Mr. Denisov said the core issue was low salaries for professors: 50,000 rubbles ($1,800) is an average monthly salary for a professor at First Medical, which enrolls 13,000 to 14,000 students a year. “That is not enough for those supporting their families,” Mr. Denisov said. He also blames parents for spoiling their children “by stuffing their pockets with cash for bribes,” and schools for poorly educating students, who he compared to Raskolnikov, the Dostoevsky character ready to commit a crime without expecting to be punished.

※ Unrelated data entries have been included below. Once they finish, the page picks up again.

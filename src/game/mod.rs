//! Game simulation modules

pub mod collision;
pub mod combo;
pub mod damage;
pub mod fighter;
pub mod frame_data;
pub mod r#match;
pub mod physics;
pub mod session;
pub mod snapshot;

pub use r#match::{MatchConfig, MatchConfigError, MatchState};
pub use session::{MatchRegistry, NoRatings, RatingCollaborator, SessionError};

Most mornings, Mr. Denisov arrives by his modest Suzuki at the university parking lot where students park their Infinity or Bentley luxury cars; some even have drivers waiting in the car until the end of lectures. “I do not understand what else but empty thirst for prestige inspires parents to pay so much money for their students to go to First Medical,” the deputy rector said. “A surgery room is not going to be fun if they fear making a mistake, blood, pain, or emotional stress.”
Corrupt Students Become Corrupt Doctors
Not every student can learn all required information, the deputy rector said with a sigh. First Medical has tried to screen applicants for those who may be unable to handle the difficult course load, but some students say they paid bribes to get into the school.

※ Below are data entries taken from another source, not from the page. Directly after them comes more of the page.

//! Configuration module - environment variable parsing

use std::env;
use std::net::SocketAddr;
use std::str::FromStr;

use crate::game::{MatchConfig, MatchConfigError};
use crate::util::rate_limit::INPUT_RATE_LIMIT;

/// Application configuration loaded from environment variables
#[derive(Clone, Debug)]
pub struct Config {
    /// Server binding address
    pub server_addr: SocketAddr,
    /// Log level (trace, debug, info, warn, error)
    pub log_level: String,

    /// Secret used to sign per-match bot tokens
    pub bot_token_secret: String,
    /// Allowed client origins for CORS (comma-separated)
    pub client_origin: String,

    /// Rules applied to matches that do not override them
    pub match_defaults: MatchConfig,
    /// Input submissions per second allowed for each bot
    pub input_rate_limit: u32,
}

impl Config {
    /// Load configuration from environment variables
    pub fn from_env() -> Result<Self, ConfigError> {
        Self::from_lookup(|name| env::var(name).ok())
    }

    /// Build configuration from any key lookup
    pub fn from_lookup<F>(lookup: F) -> Result<Self, ConfigError>
    where
        F: Fn(&str) -> Option<String>,
    {
        // Hosting platforms provide PORT, fall back to SERVER_ADDR or default
        let server_addr = match lookup("PORT") {
            Some(port) => format!("0.0.0.0:{}", port),
            None => lookup("SERVER_ADDR").unwrap_or_else(|| "0.0.0.0:8080".to_string()),
        };

        let defaults = MatchConfig::default();
        let match_defaults = MatchConfig {
            rounds_to_win: parse_or(&lookup, "ROUNDS_TO_WIN", defaults.rounds_to_win)?,
            round_time_seconds: parse_or(&lookup, "ROUND_TIME_SECONDS", defaults.round_time_seconds)?,
            countdown_seconds: parse_or(&lookup, "COUNTDOWN_SECONDS", defaults.countdown_seconds)?,
            decision_deadline_ms: parse_or(&lookup, "DECISION_DEADLINE_MS", defaults.decision_deadline_ms)?,
            ..defaults
        };
        match_defaults.validate()?;

        let bot_token_secret = lookup("BOT_TOKEN_SECRET")
            .filter(|s| !s.is_empty())
            .ok_or(ConfigError::Missing("BOT_TOKEN_SECRET"))?;

        Ok(Self {
            server_addr: server_addr
                .parse()
                .map_err(|_| ConfigError::InvalidAddress)?,

            log_level: lookup("LOG_LEVEL").unwrap_or_else(|| "info".to_string()),

            bot_token_secret,
            client_origin: lookup("CLIENT_ORIGIN")
                .unwrap_or_else(|| "http://localhost:3000".to_string()),

            match_defaults,
            input_rate_limit: parse_or(&lookup, "INPUT_RATE_LIMIT", INPUT_RATE_LIMIT)?,
        })
    }
}

fn parse_or<F, T>(lookup: &F, name: &'static str, default: T) -> Result<T, ConfigError>
where
    F: Fn(&str) -> Option<String>,
    T: FromStr,
{
    match lookup(name) {
        Some(raw) => raw
            .trim()
            .parse()
            .map_err(|_| ConfigError::Invalid { name, value: raw }),
        None => Ok(default),
    }
}

/// Configuration errors
#[derive(Debug, thiserror::Error)]
pub enum ConfigError {
    #[error("Missing required environment variable: {0}")]
    Missing(&'static str),

    #[error("Invalid server address format")]
    InvalidAddress,

    #[error("Invalid value for {name}: {value:?}")]
    Invalid { name: &'static str, value: String },

    #[error("Invalid match defaults: {0}")]
    Match(#[from] MatchConfigError),
}

#[cfg(test)]
mod tests {
    use super::*;
    use std::collections::HashMap;

    fn lookup_from(pairs: &[(&str, &str)]) -> impl Fn(&str) -> Option<String> {
        let map: HashMap<String, String> = pairs
            .iter()
            .map(|(k, v)| (k.to_string(), v.to_string()))
            .collect();
        move |name| map.get(name).cloned()
    }

    #[test]
    fn test_defaults() {
        let config = Config::from_lookup(lookup_from(&[("BOT_TOKEN_SECRET", "s3cret")])).unwrap();
        assert_eq!(config.server_addr.port(), 8080);
        assert_eq!(config.log_level, "info");
        assert_eq!(config.match_defaults, MatchConfig::default());
        assert_eq!(config.input_rate_limit, INPUT_RATE_LIMIT);
    }

    #[test]
    fn test_port_overrides_server_addr() {
        let config = Config::from_lookup(lookup_from(&[
            ("BOT_TOKEN_SECRET", "s3cret"),
            ("PORT", "9000"),
            ("SERVER_ADDR", "127.0.0.1:7000"),
        ]))
        .unwrap();
        assert_eq!(config.server_addr.port(), 9000);
    }

    #[test]
    fn test_match_overrides() {
        let config = Config::from_lookup(lookup_from(&[
            ("BOT_TOKEN_SECRET", "s3cret"),
            ("ROUNDS_TO_WIN", "3"),
            ("ROUND_TIME_SECONDS", "60"),
            ("DECISION_DEADLINE_MS", "250"),
        ]))
        .unwrap();
        assert_eq!(config.match_defaults.rounds_to_win, 3);
        assert_eq!(config.match_defaults.round_time_seconds, 60);
        assert_eq!(config.match_defaults.decision_deadline_ms, 250);
    }

    #[test]
    fn test_errors() {
        assert!(matches!(
            Config::from_lookup(lookup_from(&[])),
            Err(ConfigError::Missing("BOT_TOKEN_SECRET"))
        ));
        assert!(matches!(
            Config::from_lookup(lookup_from(&[("BOT_TOKEN_SECRET", "x"), ("ROUNDS_TO_WIN", "two")])),
            Err(ConfigError::Invalid { name: "ROUNDS_TO_WIN", .. })
        ));
        assert!(matches!(
            Config::from_lookup(lookup_from(&[("BOT_TOKEN_SECRET", "x"), ("ROUNDS_TO_WIN", "7")])),
            Err(ConfigError::Match(MatchConfigError::InvalidRoundsToWin(7)))
        ));
        assert!(matches!(
            Config::from_lookup(lookup_from(&[("BOT_TOKEN_SECRET", "x"), ("SERVER_ADDR", "nope")])),
            Err(ConfigError::InvalidAddress)
        ));
    }
}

For those with poor learning skills, the university invented a system of extra private classes. To get a credit, a student has to take about 10 private lessons in a subject and pay the professor for those sessions. Instead of curbing bribes, the system quickly led to corrupt practices. To pass the anatomy exam last year, Misha, another student who prefers anonymity, and eight of his second-year classmates had to take extra classes from their professor. Officially, classes cost about 1,000 rubles, but the professor charged students 2,500 rubles, or $89 per class. “She did not give us any knowledge, just asked us questions for about half an hour, then opened the pocket on her white medical gown, so we could slip in our 50-euro or 1,000-ruble bills,” Misha said. He said he was disappointed that the university management did not fire the professor after Misha and his friends reported her to the university management.

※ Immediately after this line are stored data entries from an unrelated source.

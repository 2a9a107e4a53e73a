//! HTTP route definitions

use axum::{
    extract::{Extension, Path, State},
    http::{header, Method, StatusCode},
    middleware,
    response::{IntoResponse, Json},
    routing::{get, post},
    Router,
};
use serde::{Deserialize, Serialize};
use tower_http::{compression::CompressionLayer, cors::CorsLayer, trace::TraceLayer};
use tracing::info;
use uuid::Uuid;

use crate::app::AppState;
use crate::bot::protocol::{BotInput, Observation, Side};
use crate::game::frame_data::{AttackFrameData, AttackType, FRAME_DATA, FRAME_DATA_VERSION};
use crate::game::session::MatchStatus;
use crate::game::{MatchConfig, MatchConfigError, MatchState, SessionError};
use crate::http::middleware::{require_bot_token, sign_bot_token, AuthError, AuthenticatedBot};
use crate::util::time::uptime_secs;

/// Build the application router
pub fn build_router(state: AppState) -> Router {
    // CORS configuration - support multiple origins (comma-separated in CLIENT_ORIGIN)
    let allowed_origins: Vec<header::HeaderValue> = state
        .config
        .client_origin
        .split(',')
        .filter_map(|s| s.trim().parse::<header::HeaderValue>().ok())
        .collect();

    let cors = CorsLayer::new()
        .allow_origin(allowed_origins)
        .allow_methods([Method::GET, Method::POST, Method::OPTIONS])
        .allow_headers([header::AUTHORIZATION, header::CONTENT_TYPE])
        .allow_credentials(true);

    // Public routes (no bot token required)
    let public_routes = Router::new()
        .route("/health", get(health_handler))
        .route("/frame-data", get(frame_data_handler))
        .route("/matches", post(create_match_handler))
        .route("/matches/:id", get(match_status_handler));

    // Bot routes (token for one side of the match in the path)
    let bot_routes = Router::new()
        .route("/matches/:id/input", post(input_handler))
        .route("/matches/:id/observation", get(observation_handler))
        .route("/matches/:id/forfeit", post(forfeit_handler))
        .route_layer(middleware::from_fn_with_state(state.clone(), require_bot_token));

    Router::new()
        .merge(public_routes)
        .merge(bot_routes)
        .layer(CompressionLayer::new())
        .layer(TraceLayer::new_for_http())
        .layer(cors)
        .with_state(state)
}

// ============================================================================
// Health endpoint
// ============================================================================

#[derive(Serialize)]
struct HealthResponse {
    status: &'static str,
    uptime_secs: u64,
    active_matches: usize,
    total_matches: usize,
    frame_data_version: u32,
}

async fn health_handler(State(state): State<AppState>) -> Json<HealthResponse> {
    Json(HealthResponse {
        status: "ok",
        uptime_secs: uptime_secs(),
        active_matches: state.match_registry.active_matches(),
        total_matches: state.match_registry.total_matches(),
        frame_data_version: FRAME_DATA_VERSION,
    })
}

#[derive(Serialize)]
struct FrameDataEntry {
    attack_type: AttackType,
    total_frames: u32,
    #[serde(flatten)]
    data: &'static AttackFrameData,
}

#[derive(Serialize)]
struct FrameDataResponse {
    version: u32,
    attacks: Vec<FrameDataEntry>,
}

async fn frame_data_handler() -> Json<FrameDataResponse> {
    let attacks = FRAME_DATA
        .iter()
        .map(|(attack_type, data)| FrameDataEntry {
            attack_type: *attack_type,
            total_frames: data.total_frames(),
            data,
        })
        .collect();

    Json(FrameDataResponse {
        version: FRAME_DATA_VERSION,
        attacks,
    })
}

// ============================================================================
// Match endpoints
// ============================================================================

#[derive(Deserialize)]
struct CreateMatchRequest {
    p1_bot_id: Uuid,
    p2_bot_id: Uuid,
    #[serde(default)]
    rounds_to_win: Option<u32>,
    #[serde(default)]
    round_time_seconds: Option<u32>,
}

#[derive(Serialize)]
struct CreateMatchResponse {
    match_id: Uuid,
    p1_token: String,
    p2_token: String,
    config: MatchConfig,
}

async fn create_match_handler(
    State(state): State<AppState>,
    Json(req): Json<CreateMatchRequest>,
) -> Result<(StatusCode, Json<CreateMatchResponse>), AppError> {
    let defaults = &state.config.match_defaults;
    let config = MatchConfig {
        rounds_to_win: req.rounds_to_win.unwrap_or(defaults.rounds_to_win),
        round_time_seconds: req.round_time_seconds.unwrap_or(defaults.round_time_seconds),
        ..defaults.clone()
    };

    let match_id = Uuid::new_v4();
    let match_state = MatchState::new(match_id, [req.p1_bot_id, req.p2_bot_id], config.clone())?;

    let secret = &state.config.bot_token_secret;
    let p1_token = sign_bot_token(secret, match_id, Side::P1)?;
    let p2_token = sign_bot_token(secret, match_id, Side::P2)?;

    let pruned = state.prune_finished_matches();
    state
        .match_registry
        .spawn(match_state, state.ratings.clone());

    info!(
        match_id = %match_id,
        p1 = %req.p1_bot_id,
        p2 = %req.p2_bot_id,
        pruned,
        "Match created"
    );

    Ok((
        StatusCode::CREATED,
        Json(CreateMatchResponse {
            match_id,
            p1_token,
            p2_token,
            config,
        }),
    ))
}

async fn match_status_handler(
    State(state): State<AppState>,
    Path(match_id): Path<Uuid>,
) -> Result<Json<MatchStatus>, AppError> {
    let handle = state
        .match_registry
        .get(&match_id)
        .ok_or_else(|| AppError::NotFound(format!("match {match_id}")))?;
    Ok(Json(handle.status()))
}

// ============================================================================
// Bot endpoints
// ============================================================================

#[derive(Serialize)]
struct InputResponse {
    accepted: bool,
    frame_number: u64,
}

async fn input_handler(
    State(state): State<AppState>,
    Extension(bot): Extension<AuthenticatedBot>,
    Json(input): Json<BotInput>,
) -> Result<(StatusCode, Json<InputResponse>), AppError> {
    let handle = state
        .match_registry
        .get(&bot.match_id)
        .ok_or_else(|| AppError::NotFound(format!("match {}", bot.match_id)))?;

    let bot_id = handle.bot_ids[bot.side.index()];
    if !state.check_input_rate(bot_id) {
        return Err(AppError::RateLimited);
    }

    handle.submit_input(bot.side, input)?;

    Ok((
        StatusCode::ACCEPTED,
        Json(InputResponse {
            accepted: true,
            frame_number: handle.status().frame_number,
        }),
    ))
}

async fn observation_handler(
    State(state): State<AppState>,
    Extension(bot): Extension<AuthenticatedBot>,
) -> Result<Json<Observation>, AppError> {
    let handle = state
        .match_registry
        .get(&bot.match_id)
        .ok_or_else(|| AppError::NotFound(format!("match {}", bot.match_id)))?;
    Ok(Json(handle.latest_observation(bot.side)))
}

async fn forfeit_handler(
    State(state): State<AppState>,
    Extension(bot): Extension<AuthenticatedBot>,
) -> Result<StatusCode, AppError> {
    let handle = state
        .match_registry
        .get(&bot.match_id)
        .ok_or_else(|| AppError::NotFound(format!("match {}", bot.match_id)))?;
    handle.forfeit(bot.side)?;
    info!(match_id = %bot.match_id, side = bot.side.as_str(), "Forfeit requested");
    Ok(StatusCode::ACCEPTED)
}

// ============================================================================
// Error handling
// ============================================================================

#[derive(Debug, thiserror::Error)]
pub enum AppError {
    #[error("Bad request: {0}")]
    BadRequest(String),

    #[error("Not found: {0}")]
    NotFound(String),

    #[error("Unauthorized")]
    Unauthorized,

    #[error("Conflict: {0}")]
    Conflict(String),

    #[error("Too many requests")]
    RateLimited,

    #[error("Service unavailable: {0}")]
    Unavailable(String),
}

impl From<MatchConfigError> for AppError {
    fn from(e: MatchConfigError) -> Self {
        AppError::BadRequest(e.to_string())
    }
}

impl From<SessionError> for AppError {
    fn from(e: SessionError) -> Self {
        match e {
            SessionError::MatchClosed => AppError::Conflict(e.to_string()),
            SessionError::QueueFull => AppError::Unavailable(e.to_string()),
        }
    }
}

impl From<AuthError> for AppError {
    fn from(_: AuthError) -> Self {
        AppError::Unauthorized
    }
}

impl IntoResponse for AppError {
    fn into_response(self) -> axum::response::Response {
        let (status, message) = match &self {
            AppError::BadRequest(msg) => (StatusCode::BAD_REQUEST, msg.clone()),
            AppError::NotFound(msg) => (StatusCode::NOT_FOUND, msg.clone()),
            AppError::Unauthorized => (StatusCode::UNAUTHORIZED, "Unauthorized".to_string()),
            AppError::Conflict(msg) => (StatusCode::CONFLICT, msg.clone()),
            AppError::RateLimited => (StatusCode::TOO_MANY_REQUESTS, self.to_string()),
            AppError::Unavailable(msg) => (StatusCode::SERVICE_UNAVAILABLE, msg.clone()),
        };

        let body = serde_json::json!({
            "error": message
        });

        (status, Json(body)).into_response()
    }
}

Mr. Denisov said that it is the responsibility of the federal security service to prosecute corrupt professors. The service “has its office on our campus—it is their job to check the evidence of crime,” he said. The leader of the nongovernmental National Anti-Corruption Committee and a member of President Dmitry Medvedev’s Human Rights Council, Kirill Kabanov, said the seeds of cheating and abusing rules are planted in Russian students’ mind by the time they reach universities; as a result, “corruption in medical service is literally killing Russia.” Corrupt medical students grow into corrupt doctors. “The health and social-development ministry has been repeatedly involved in scandals where hundreds of millions of dollars disappear from government purchases each year,” Mr. Kabanov said.
Russia’s Ministry of Health says it does not have data on the extent to which corruption is hurting the nation’s health service, but it says it is trying to fix the problem. Sofiya Maliavina, an aide to the minister of health, said the government is pushing medical schools to provide more practical training to students. What’s more, in February the ministry invested 1 million rubbles ($35,624) to establish a telephone hot line to report corruption in the state medical system. The ministry reports receiving an average of 50 calls a day.